Two months later (Oct. 16), Tom Hanks plays an American lawyer negotiating with the USSR in 1962 for the release of a captured American pilot in Steven Spielberg’s Bridge of Spies.
This summer, Gerard Butler starts production on the spy thriller Hunter Killer, about a crisis between the Russians and the USA that almost leads to war.
And, of course, there’s the acclaimed FX series The Americans, just renewed for a fourth season. Keri Russell and Matthew Rhys star as a pair of undercover KGB agents working and living in ’80s Washington, making spies relevant — and sexy.
“This is a great period for films. Cool clothing, real villains. We can be romantic about this past since it’s outside the zone for so many in the moviegoing audience — they were born after 1980,” says Mitchell Block, a movie producer and University of Southern California film professor.

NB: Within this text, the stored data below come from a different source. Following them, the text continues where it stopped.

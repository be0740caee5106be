//! Health monitor: observational liveness checks.
//!
//! A failed check is recorded as the connection's `last_error` and nothing
//! else. Probing never changes a connection's state or removes it.

use std::time::{Duration, Instant};

use futures::future::join_all;
use serde::Serialize;
use tokio::task::JoinHandle;
use tokio_util::sync::CancellationToken;

use crate::manager::{Connection, ConnectionManager, ConnectionState};
use crate::protocol::{self, methods};

/// Outcome of probing one connection.
#[derive(Debug, Clone, Copy, PartialEq, Eq, Serialize)]
#[serde(rename_all = "lowercase")]
pub enum HealthStatus {
    /// Ready and answered the ping.
    Healthy,
    /// Ready but the ping failed.
    Unhealthy,
    /// Not Ready; not checked.
    Disconnected,
}

impl std::fmt::Display for HealthStatus {
    fn fmt(&self, f: &mut std::fmt::Formatter<'_>) -> std::fmt::Result {
        let s = match self {
            Self::Healthy => "healthy",
            Self::Unhealthy => "unhealthy",
            Self::Disconnected => "disconnected",
        };
        f.write_str(s)
    }
}

/// Health of one connection.
#[derive(Debug, Clone, Serialize)]
pub struct HealthReport {
    /// Connection id.
    pub id: String,
    /// Display name.
    pub name: String,
    /// Check outcome.
    pub status: HealthStatus,
    /// Round-trip time of a successful ping.
    #[serde(skip_serializing_if = "Option::is_none", with = "millis")]
    pub latency: Option<Duration>,
    /// Check error, or the connection's last error when not checked.
    #[serde(skip_serializing_if = "Option::is_none")]
    pub error: Option<String>,
}

mod millis {
    use std::time::Duration;

    use serde::Serializer;

    pub fn serialize<S: Serializer>(value: &Option<Duration>, s: S) -> Result<S::Ok, S::Error> {
        match value {
            Some(d) => s.serialize_u64(d.as_millis() as u64),
            None => s.serialize_none(),
        }
    }
}

/// Checks every connection of a manager.
#[derive(Debug, Clone)]
pub struct HealthMonitor {
    manager: ConnectionManager,
}

impl HealthMonitor {
    /// Create a monitor over a manager's connections.
    pub fn new(manager: ConnectionManager) -> Self {
        Self { manager }
    }

    /// Check all connections once, concurrently.
    ///
    /// Ready connections get a `ping`; all others are reported
    /// [`HealthStatus::Disconnected`] without any I/O. Reports keep the
    /// order of [`ConnectionManager::list`].
    pub async fn check(&self) -> Vec<HealthReport> {
        let checks = self.manager.list().into_iter().map(|conn| self.check_one(conn));
        join_all(checks).await
    }

    async fn check_one(&self, conn: Connection) -> HealthReport {
        let (status, latency, error) = if conn.state != ConnectionState::Ready {
            (HealthStatus::Disconnected, None, conn.last_error)
        } else {
            match self.ping(&conn.id).await {
                Ok(latency) => (HealthStatus::Healthy, Some(latency), None),
                Err(e) => (HealthStatus::Unhealthy, None, Some(e.to_string())),
            }
        };
        HealthReport {
            id: conn.id,
            name: conn.display_name,
            status,
            latency,
            error,
        }
    }

    async fn ping(&self, id: &str) -> crate::Result<Duration> {
        // A dead transport fails the send below, which counts only as a check failure.
        let transport = self.manager.ready_transport(id, None)?;
        let request = protocol::encode(methods::PING, None)?;
        let started = Instant::now();

        let result = transport
            .send(&request, self.manager.config().ping_timeout)
            .await
            .and_then(|response| response.into_result());

        match result {
            Ok(_) => {
                self.manager.record_success(id);
                Ok(started.elapsed())
            }
            Err(e) => {
                tracing::debug!(connection = %id, error = %e, "health check failed");
                self.manager.record_check_failure(id, &e);
                Err(e)
            }
        }
    }

    /// Check every `interval` until `cancel` fires.
    pub fn spawn_periodic(&self, interval: Duration, cancel: CancellationToken) -> JoinHandle<()> {
        let monitor = self.clone();
        tokio::spawn(async move {
            let mut ticker = tokio::time::interval(interval);
            ticker.set_missed_tick_behavior(tokio::time::MissedTickBehavior::Delay);
            loop {
                tokio::select! {
                    _ = cancel.cancelled() => break,
                    _ = ticker.tick() => {
                        for report in monitor.check().await {
                            if report.status == HealthStatus::Unhealthy {
                                tracing::warn!(
                                    connection = %report.id,
                                    name = %report.name,
                                    error = report.error.as_deref().unwrap_or_default(),
                                    "connection unhealthy"
                                );
                            }
                        }
                    }
                }
            }
            tracing::debug!("health monitor stopped");
        })
    }
}
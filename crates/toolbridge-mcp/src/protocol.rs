//! JSON-RPC 2.0 envelope types and the wire codec.
//!
//! Both transports exchange the same envelopes. The Stream transport adds
//! newline framing on top (see [`crate::transport::framing`]); the codec itself
//! never appends a terminator.

use std::sync::atomic::{AtomicU64, Ordering};

use serde::{Deserialize, Serialize};
use serde_json::Value;

use crate::error::{McpError, Result};

/// Value of the `jsonrpc` member on every envelope.
pub const JSONRPC_VERSION: &str = "2.0";

/// MCP protocol version advertised during the handshake.
pub const MCP_PROTOCOL_VERSION: &str = "2024-11-05";

/// Protocol method names used by this client.
pub mod methods {
    /// Handshake request.
    pub const INITIALIZE: &str = "initialize";
    /// Sent after a successful handshake.
    pub const INITIALIZED: &str = "notifications/initialized";
    /// Tool discovery.
    pub const LIST_TOOLS: &str = "tools/list";
    /// Tool invocation.
    pub const CALL_TOOL: &str = "tools/call";
    /// Liveness check.
    pub const PING: &str = "ping";
    /// Graceful shutdown notice for network endpoints.
    pub const SHUTDOWN: &str = "notifications/shutdown";
}

static NEXT_REQUEST_ID: AtomicU64 = AtomicU64::new(1);

/// Allocate the next process-wide request id.
///
/// Ids are unique across every connection and never reused.
pub fn next_request_id() -> RequestId {
    RequestId::Number(NEXT_REQUEST_ID.fetch_add(1, Ordering::SeqCst))
}

// ─────────────────────────────────────────────────────────────────────────────
// JSON-RPC Base Types
// ─────────────────────────────────────────────────────────────────────────────

/// Correlation id of a request. Endpoints may echo numbers or strings.
#[derive(Debug, Clone, PartialEq, Eq, Hash, Serialize, Deserialize)]
#[serde(untagged)]
pub enum RequestId {
    /// Numeric id (the only kind this client allocates).
    Number(u64),
    /// String id.
    String(String),
}

impl std::fmt::Display for RequestId {
    fn fmt(&self, f: &mut std::fmt::Formatter<'_>) -> std::fmt::Result {
        match self {
            Self::Number(n) => write!(f, "{}", n),
            Self::String(s) => write!(f, "{}", s),
        }
    }
}

impl From<u64> for RequestId {
    fn from(id: u64) -> Self {
        Self::Number(id)
    }
}

/// An outbound call. `id` ties the eventual response back to it.
#[derive(Debug, Clone, Serialize, Deserialize)]
pub struct JsonRpcRequest {
    pub jsonrpc: String,
    pub id: RequestId,
    pub method: String,
    #[serde(skip_serializing_if = "Option::is_none")]
    pub params: Option<Value>,
}

impl JsonRpcRequest {
    /// A request with a caller-chosen id. Live calls use [`Self::next`].
    pub fn new(id: impl Into<RequestId>, method: impl Into<String>, params: Option<Value>) -> Self {
        Self {
            jsonrpc: JSONRPC_VERSION.to_string(),
            id: id.into(),
            method: method.into(),
            params,
        }
    }

    /// Create a request carrying the next process-wide id.
    pub fn next(method: impl Into<String>, params: Option<Value>) -> Self {
        Self::new(next_request_id(), method, params)
    }
}

/// A fire-and-forget message: no id, never answered.
#[derive(Debug, Clone, Serialize, Deserialize)]
pub struct JsonRpcNotification {
    pub jsonrpc: String,
    pub method: String,
    #[serde(skip_serializing_if = "Option::is_none")]
    pub params: Option<Value>,
}

impl JsonRpcNotification {
    pub fn new(method: impl Into<String>, params: Option<Value>) -> Self {
        Self {
            jsonrpc: JSONRPC_VERSION.to_string(),
            method: method.into(),
            params,
        }
    }
}

/// An inbound answer. Exactly one of `result` and `error` is expected.
#[derive(Debug, Clone, Serialize, Deserialize)]
pub struct JsonRpcResponse {
    pub jsonrpc: String,
    pub id: RequestId,
    #[serde(default, skip_serializing_if = "Option::is_none")]
    pub result: Option<Value>,
    #[serde(default, skip_serializing_if = "Option::is_none")]
    pub error: Option<JsonRpcError>,
}

impl JsonRpcResponse {
    /// The result value, or the error object as [`McpError::ProtocolError`].
    ///
    /// A success envelope without `result` yields `null`.
    pub fn into_result(self) -> Result<Value> {
        match self.error {
            Some(error) => Err(McpError::protocol(error.code, error.message, error.data)),
            None => Ok(self.result.unwrap_or(Value::Null)),
        }
    }
}

/// The `error` member of a failed response.
#[derive(Debug, Clone, Serialize, Deserialize)]
pub struct JsonRpcError {
    pub code: i64,
    pub message: String,
    #[serde(default, skip_serializing_if = "Option::is_none")]
    pub data: Option<Value>,
}

// ─────────────────────────────────────────────────────────────────────────────
// Codec
// ─────────────────────────────────────────────────────────────────────────────

/// A request serialized for the wire, unframed.
#[derive(Debug, Clone)]
pub struct EncodedRequest {
    pub id: RequestId,
    /// Kept for logs and timeout errors.
    pub method: String,
    pub bytes: Vec<u8>,
}

/// Encode a call: allocates the next id and serializes the request envelope.
pub fn encode(method: &str, params: Option<Value>) -> Result<EncodedRequest> {
    encode_request(JsonRpcRequest::next(method, params))
}

pub(crate) fn encode_request(request: JsonRpcRequest) -> Result<EncodedRequest> {
    let bytes = serde_json::to_vec(&request)?;
    Ok(EncodedRequest {
        id: request.id,
        method: request.method,
        bytes,
    })
}

/// Shape used only to reject inbound requests/notifications during decode.
#[derive(Deserialize)]
struct InboundShape {
    #[serde(default)]
    method: Option<String>,
}

/// Decode a raw response envelope.
///
/// Anything that is not a response carrying an id (invalid JSON, a
/// notification, a server-initiated request) is reported as
/// [`McpError::MalformedEnvelope`]. Whether that is fatal is up to the caller.
pub fn decode(bytes: &[u8]) -> Result<JsonRpcResponse> {
    let value: Value = serde_json::from_slice(bytes)
        .map_err(|e| McpError::malformed(format!("invalid JSON: {}", e)))?;

    if let Ok(shape) = InboundShape::deserialize(&value)
        && let Some(method) = shape.method
    {
        return Err(McpError::malformed(format!(
            "expected a response, got message for method '{}'",
            method
        )));
    }

    serde_json::from_value(value).map_err(|e| McpError::malformed(e.to_string()))
}

/// Render a raw tool result as display text.
///
/// Text-typed content items are joined with newlines; anything else falls
/// back to pretty-printed JSON of the whole result.
pub fn normalize_result(result: &Value) -> String {
    if let Some(items) = result.get("content").and_then(Value::as_array) {
        let texts: Vec<&str> = items
            .iter()
            .filter(|item| item.get("type").and_then(Value::as_str) == Some("text"))
            .filter_map(|item| item.get("text").and_then(Value::as_str))
            .collect();
        if !texts.is_empty() {
            return texts.join("\n");
        }
    }
    serde_json::to_string_pretty(result).unwrap_or_else(|_| result.to_string())
}

// ─────────────────────────────────────────────────────────────────────────────
// Tool Protocol Payloads
// ─────────────────────────────────────────────────────────────────────────────

/// Who is connecting. Sent as `clientInfo` in the handshake.
#[derive(Debug, Clone, Serialize, Deserialize)]
pub struct ClientInfo {
    pub name: String,
    pub version: String,
}

impl Default for ClientInfo {
    fn default() -> Self {
        Self {
            name: "toolbridge".to_string(),
            version: env!("CARGO_PKG_VERSION").to_string(),
        }
    }
}

/// `initialize` request body. The client advertises no optional capabilities.
#[derive(Debug, Clone, Serialize, Deserialize)]
#[serde(rename_all = "camelCase")]
pub struct InitializeParams {
    pub protocol_version: String,
    pub capabilities: Value,
    pub client_info: ClientInfo,
}

impl Default for InitializeParams {
    fn default() -> Self {
        Self {
            protocol_version: MCP_PROTOCOL_VERSION.to_string(),
            capabilities: Value::Object(Default::default()),
            client_info: ClientInfo::default(),
        }
    }
}

/// Endpoint identity from the handshake.
#[derive(Debug, Clone, PartialEq, Serialize, Deserialize)]
pub struct ServerInfo {
    pub name: String,
    /// Some endpoints omit it.
    #[serde(default)]
    pub version: String,
}

/// `initialize` response body.
///
/// Capabilities are kept as raw JSON; nothing here negotiates on them.
#[derive(Debug, Clone, Serialize, Deserialize)]
#[serde(rename_all = "camelCase")]
pub struct InitializeResult {
    pub protocol_version: String,
    #[serde(default)]
    pub capabilities: Value,
    #[serde(default)]
    pub server_info: Option<ServerInfo>,
}

/// One discovered tool.
#[derive(Debug, Clone, PartialEq, Serialize, Deserialize)]
#[serde(rename_all = "camelCase")]
pub struct ToolInfo {
    /// Unique within its connection.
    pub name: String,
    #[serde(default, skip_serializing_if = "Option::is_none")]
    pub description: Option<String>,
    /// JSON schema for the arguments, passed through untouched.
    #[serde(default, skip_serializing_if = "Option::is_none")]
    pub input_schema: Option<Value>,
}

/// `tools/list` response body.
#[derive(Debug, Clone, Serialize, Deserialize)]
pub struct ListToolsResult {
    #[serde(default)]
    pub tools: Vec<ToolInfo>,
}

/// `tools/call` request body.
#[derive(Debug, Clone, Serialize, Deserialize)]
pub struct CallToolParams {
    pub name: String,
    #[serde(skip_serializing_if = "Option::is_none")]
    pub arguments: Option<Value>,
}

/// Whether a raw `tools/call` result reports a tool-level failure.
pub fn reports_error(result: &Value) -> bool {
    result.get("isError").and_then(Value::as_bool).unwrap_or(false)
}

For Joel Kinnaman, who plays Hardy’s secret police nemesis in Child 44, immersing himself in that time period proved irresistible.
Soviet Union leader “(Joseph) Stalin created a society where the level of fear and paranoia was almost unparalleled in modern human history,” says Kinnaman. “The situations that families were presented with, you either give up your wife and have her killed or sent to a gulag (labor camp), or by not doing that, have your family sent away.
“If you were suspected of being pro-West, you’re already guilty. It’s a very disturbing climate. It’s a fascinating piece of history to revive.”
And oddly timely, given that relations with Russia have increasingly worsened, making the topic of the Cold War very prescient, says Americans co-creator Joel Fields.
“At the time the show launched, the relationship with Russia was much more peaceful,” he says. “It seemed like a good time to say that we have a lot in common.”
Global headlines aside, for the other Americans co-showrunner Joe Weisberg, “What makes it most compelling is the opportunity to explore, ‘What is an enemy?’ We’re telling a human story and we look at them as human beings with points of view. We don’t fall into the trap of making everything black and white. The enemy was very similar to us and that holds true today.”
Still, at the height of the Cold War, there were distinct lines between good and bad guys. Unlike today’s politics, which are full of nuance and compromise, people were seemingly on one side or the other.
“People were much more idealistic,” says Kinnaman. “There was so much covert activity going on, on both sides, with double agents. It was a much clearer divide: open society or closed society, these two very clear alternatives. You don’t have that anymore.”